Clearing Markets via Bundles

  • Michal Feldman
  • Brendan Lucier
Part of the Lecture Notes in Computer Science book series (LNCS, volume 8768)


We study algorithms for combinatorial market design problems, where a set of heterogeneous and indivisible objects are priced and sold to potential buyers subject to equilibrium constraints. Extending the CWE notion introduced by Feldman et al. [STOC 2013], we introduce the concept of a Market-Clearing Combinatorial Walrasian Equilibium (MC-CWE) as a natural relaxation of the classical Walrasian equilibrium (WE) solution concept. The only difference between a MC-CWE and a WE is the ability for the seller to bundle the items prior to sale. This innocuous and natural bundling operation imposes a plethora of algorithmic and economic challenges and opportunities. Unlike WE, which is guaranteed to exist only for (gross) substitutes valuations, a MC-CWE always exists. The main algorithmic challenge, therefore, is to design computationally efficient mechanisms that generate MC-CWE outcomes that approximately maximize social welfare.
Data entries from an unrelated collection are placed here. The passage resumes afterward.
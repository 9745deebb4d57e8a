//! SigV4 canonicalization: the pure, stateless fragments that go into the
//! canonical request (path, query string, header block, signed-header list,
//! payload hash) and their assembly into the final canonical request text.
//!
//! Everything here is shared by the generic SigV4 signers and the S3
//! overlays; the two families differ only in policy (path normalization,
//! payload-signing eligibility), passed in by the caller.

use std::collections::BTreeMap;
use std::io::{self, Read, Seek, SeekFrom};

use sha2::{Digest, Sha256};

use crate::request::{Payload, SignableRequest};
use crate::util;

pub const EMPTY_SHA256_HASH: &str =
    "e3b0c44298fc1c149afbf4c8996fb92427ae41e4649b934ca495991b7852b855";
pub const UNSIGNED_PAYLOAD: &str = "UNSIGNED-PAYLOAD";
pub const STREAMING_UNSIGNED_PAYLOAD_TRAILER: &str = "STREAMING-UNSIGNED-PAYLOAD-TRAILER";

/// Buffer size for streaming the payload through SHA-256.
const PAYLOAD_BUFFER: usize = 1024 * 1024;

const SIGNED_HEADERS_BLACKLIST: &[&str] = &["expect", "user-agent", "x-amzn-trace-id"];

/// Selects the headers that go into the signature, lowercased, synthesizing
/// `host` from the URL if the request doesn't carry one. Returned as a
/// sorted map so canonical-headers and signed-headers derive from the same
/// structure.
pub fn headers_to_sign(request: &SignableRequest) -> BTreeMap<String, Vec<String>> {
    let mut map: BTreeMap<String, Vec<String>> = BTreeMap::new();
    for (name, value) in request.headers.iter() {
        let lname = name.as_str().to_ascii_lowercase();
        if SIGNED_HEADERS_BLACKLIST.contains(&lname.as_str()) {
            continue;
        }
        map.entry(lname)
            .or_default()
            .push(value.to_str().unwrap_or_default().to_string());
    }
    map.entry("host".to_string())
        .or_insert_with(|| vec![util::host_from_url(&request.url)]);
    map
}

/// `name:value\n` per distinct header name, each value trimalled then
/// comma-joined for repeated headers, sorted lexicographically by name.
pub fn canonical_headers_block(headers_to_sign: &BTreeMap<String, Vec<String>>) -> String {
    headers_to_sign
        .iter()
        .map(|(name, values)| {
            let joined = values
                .iter()
                .map(|v| util::trimall(v))
                .collect::<Vec<_>>()
                .join(",");
            format!("{name}:{joined}")
        })
        .collect::<Vec<_>>()
        .join("\n")
}

/// The sorted, lowercased header names joined with `;`.
pub fn signed_headers_list(headers_to_sign: &BTreeMap<String, Vec<String>>) -> String {
    headers_to_sign.keys().cloned().collect::<Vec<_>>().join(";")
}

/// Normalizes then percent-encodes the request path, preserving `/` and
/// `~`. Prefers `request.raw_path` over `request.url.path()` when set,
/// since `url::Url` has already resolved dot segments by parse time (see
/// [`crate::request::SignableRequest::raw_path`]). S3 signers pass
/// `normalize = false` to sign the path literally.
pub fn canonical_path(request: &SignableRequest, normalize: bool) -> String {
    let path = request
        .raw_path
        .as_deref()
        .unwrap_or_else(|| request.url.path());
    let path = if path.is_empty() { "/" } else { path };
    let path = if normalize {
        util::normalize_url_path(path)
    } else {
        path.to_string()
    };
    util::uri_encode_path(&path)
}

/// The canonical query string, sourced from `request.params` when present
/// (percent-encoded here) or else the URL's raw query (already encoded,
/// split without further decoding) — never both.
pub fn canonical_query_string(request: &SignableRequest) -> String {
    if !request.params.is_empty() {
        query_string_from_params(request.params.iter())
    } else {
        query_string_from_raw(request.url.query())
    }
}

fn query_string_from_params<'a>(params: impl Iterator<Item = &'a (String, String)>) -> String {
    let mut pairs: Vec<(String, String)> = params
        .map(|(k, v)| {
            (
                util::uri_encode_query_component(k),
                util::uri_encode_query_component(v),
            )
        })
        .collect();
    pairs.sort();
    join_pairs(&pairs)
}

fn query_string_from_raw(query: Option<&str>) -> String {
    let query = match query {
        Some(q) if !q.is_empty() => q,
        _ => return String::new(),
    };
    let mut pairs: Vec<(String, String)> = query
        .split('&')
        .map(|fragment| match fragment.split_once('=') {
            Some((k, v)) => (k.to_string(), v.to_string()),
            None => (fragment.to_string(), String::new()),
        })
        .collect();
    pairs.sort();
    join_pairs(&pairs)
}

fn join_pairs(pairs: &[(String, String)]) -> String {
    pairs
        .iter()
        .map(|(k, v)| format!("{k}={v}"))
        .collect::<Vec<_>>()
        .join("&")
}

/// Hashes the request body (or restores a constant), per spec's payload
/// decision table steps 3–5. The trailer/unsigned-payload short-circuits
/// (steps 1–2) are the caller's responsibility since they depend on signer
/// policy, not just the body shape.
pub fn hash_payload(body: &mut Payload) -> io::Result<String> {
    match body {
        Payload::Empty => Ok(EMPTY_SHA256_HASH.to_string()),
        Payload::Bytes(bytes) => Ok(hex::encode(Sha256::digest(bytes))),
        Payload::Reader(reader) => hash_seekable(reader.as_mut()),
    }
}

fn hash_seekable(reader: &mut (impl Read + Seek + ?Sized)) -> io::Result<String> {
    let position = reader.stream_position()?;
    let result = (|| -> io::Result<String> {
        let mut hasher = Sha256::new();
        let mut buf = [0u8; PAYLOAD_BUFFER];
        loop {
            let n = reader.read(&mut buf)?;
            if n == 0 {
                break;
            }
            hasher.update(&buf[..n]);
        }
        Ok(hex::encode(hasher.finalize()))
    })();
    // Restore position on every exit path, including a failed read.
    reader.seek(SeekFrom::Start(position))?;
    result
}

/// Assembles the five-line (really six, once the header block's own
/// newline is counted) canonical request.
pub fn build_canonical_request(
    method: &str,
    path: &str,
    query: &str,
    headers_to_sign: &BTreeMap<String, Vec<String>>,
    payload_hash: &str,
) -> String {
    let headers_block = canonical_headers_block(headers_to_sign);
    let signed_headers = signed_headers_list(headers_to_sign);
    [
        method,
        path,
        query,
        &format!("{headers_block}\n"),
        &signed_headers,
        payload_hash,
    ]
    .join("\n")
}
//! The mutable request view the signers operate on.
//!
//! This mirrors the data model in spec §3: a request carries a method, a
//! URL, headers, an alternative query-parameter carrier, a body in one of a
//! few shapes, and a side-channel context map. Signers read and write these
//! fields in place; no other side effects are permitted.

use std::io::{Read, Seek};

use http::{HeaderMap, HeaderValue, Method};
use url::Url;

use crate::context::SigningContext;

/// Any reader a caller can hand the signer for payload hashing — it must be
/// seekable so the signer can restore the read position afterward.
pub trait SeekableRead: Read + Seek + Send {}
impl<T: Read + Seek + Send> SeekableRead for T {}

/// The request body used for payload hashing.
pub enum Payload {
    Empty,
    Bytes(Vec<u8>),
    Reader(Box<dyn SeekableRead>),
}

impl std::fmt::Debug for Payload {
    fn fmt(&self, f: &mut std::fmt::Formatter<'_>) -> std::fmt::Result {
        match self {
            Payload::Empty => write!(f, "Payload::Empty"),
            Payload::Bytes(b) => write!(f, "Payload::Bytes({} bytes)", b.len()),
            Payload::Reader(_) => write!(f, "Payload::Reader(..)"),
        }
    }
}

/// An ordered, append-preserving name/value list — used for `request.params`
/// and for form-encoded `request.data`. Plain `Vec`-backed rather than a map
/// type, since SigV2/SigV4 both need to walk every pair (including repeats)
/// rather than do key lookups.
#[derive(Clone, Debug, Default, PartialEq, Eq)]
pub struct ParamList(pub Vec<(String, String)>);

impl ParamList {
    pub fn new() -> Self {
        Self::default()
    }

    pub fn is_empty(&self) -> bool {
        self.0.is_empty()
    }

    pub fn push(&mut self, key: impl Into<String>, value: impl Into<String>) {
        self.0.push((key.into(), value.into()));
    }

    pub fn extend(&mut self, other: ParamList) {
        self.0.extend(other.0);
    }

    pub fn iter(&self) -> impl Iterator<Item = &(String, String)> {
        self.0.iter()
    }

    /// Insert-or-replace by key, preserving the existing position if the key
    /// is already present (used when merging the relocated body/URL query
    /// into the presigned-URL operation params).
    pub fn upsert(&mut self, key: impl Into<String>, value: impl Into<String>) {
        let key = key.into();
        let value = value.into();
        if let Some(slot) = self.0.iter_mut().find(|(k, _)| *k == key) {
            slot.1 = value;
        } else {
            self.0.push((key, value));
        }
    }
}

/// The request body in its pre-serialization shape, as carried by
/// `request.data`.
#[derive(Clone, Debug)]
pub enum RequestData {
    Empty,
    Form(ParamList),
    Bytes(Vec<u8>),
    Text(String),
}

impl RequestData {
    pub fn is_empty(&self) -> bool {
        matches!(self, RequestData::Empty)
            || matches!(self, RequestData::Form(p) if p.is_empty())
            || matches!(self, RequestData::Bytes(b) if b.is_empty())
            || matches!(self, RequestData::Text(s) if s.is_empty())
    }

    /// Coerce the body into a flat map, the way `_get_body_as_dict` does for
    /// non-form bodies that are actually JSON text/bytes.
    pub fn as_map(&self) -> Option<serde_json::Map<String, serde_json::Value>> {
        match self {
            RequestData::Empty => None,
            RequestData::Form(params) => {
                let mut map = serde_json::Map::new();
                for (k, v) in &params.0 {
                    map.insert(k.clone(), serde_json::Value::String(v.clone()));
                }
                Some(map)
            }
            RequestData::Bytes(bytes) => {
                serde_json::from_slice::<serde_json::Value>(bytes)
                    .ok()
                    .and_then(|v| v.as_object().cloned())
            }
            RequestData::Text(text) => serde_json::from_str::<serde_json::Value>(text)
                .ok()
                .and_then(|v| v.as_object().cloned()),
        }
    }
}

/// A request about to be signed.
pub struct SignableRequest {
    pub method: Method,
    pub url: Url,
    /// The literal, as-sent request-target path, when it differs from
    /// `url.path()`. `url::Url` resolves `.`/`..` segments at parse time per
    /// the WHATWG URL Standard (it treats even percent-encoded `%2e%2e` as a
    /// dot segment), so an S3 key containing a literal `..` component
    /// cannot survive a round trip through `Url::parse` — the caller that
    /// knows the true wire path (e.g. an HTTP request builder working from
    /// the unparsed request-line) sets this to preserve it. S3's signers
    /// read this in preference to `url.path()`; the generic SigV4 signers
    /// never need it, since they normalize either way.
    pub raw_path: Option<String>,
    pub headers: HeaderMap<HeaderValue>,
    pub params: ParamList,
    pub data: RequestData,
    pub body: Payload,
    pub context: SigningContext,
}

impl SignableRequest {
    pub fn new(method: Method, url: Url) -> Self {
        Self {
            method,
            url,
            raw_path: None,
            headers: HeaderMap::new(),
            params: ParamList::new(),
            data: RequestData::Empty,
            body: Payload::Empty,
            context: SigningContext::new(),
        }
    }

    /// Overrides the path used for canonicalization with the literal,
    /// unparsed wire path (see [`Self::raw_path`]).
    pub fn with_raw_path(mut self, raw_path: impl Into<String>) -> Self {
        self.raw_path = Some(raw_path.into());
        self
    }

    pub fn set_header(&mut self, name: &str, value: impl AsRef<str>) {
        let name: http::HeaderName = name.parse().expect("valid header name");
        let value = HeaderValue::from_str(value.as_ref()).expect("valid header value");
        self.headers.remove(&name);
        self.headers.insert(name, value);
    }

    pub fn remove_header(&mut self, name: &str) {
        self.headers.remove(name);
    }

    pub fn header(&self, name: &str) -> Option<&str> {
        self.headers.get(name).and_then(|v| v.to_str().ok())
    }

    pub fn header_values_joined(&self, name: &str) -> Option<String> {
        let mut values = self.headers.get_all(name).iter().peekable();
        values.peek()?;
        Some(
            values
                .map(|v| v.to_str().unwrap_or_default())
                .collect::<Vec<_>>()
                .join(","),
        )
    }
}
For a variety of valuation classes encompassing substitutes and complements (including super-additive, single-minded and budget-additive valuations), we design polynomial-time MC-CWE mechanisms that provide tight welfare approximation results.


Social Welfare Clear Market Price Vector Full Version Combinatorial Auction 
These keywords were added by machine and not by the authors. This process is experimental and the keywords may be updated as the learning algorithm improves.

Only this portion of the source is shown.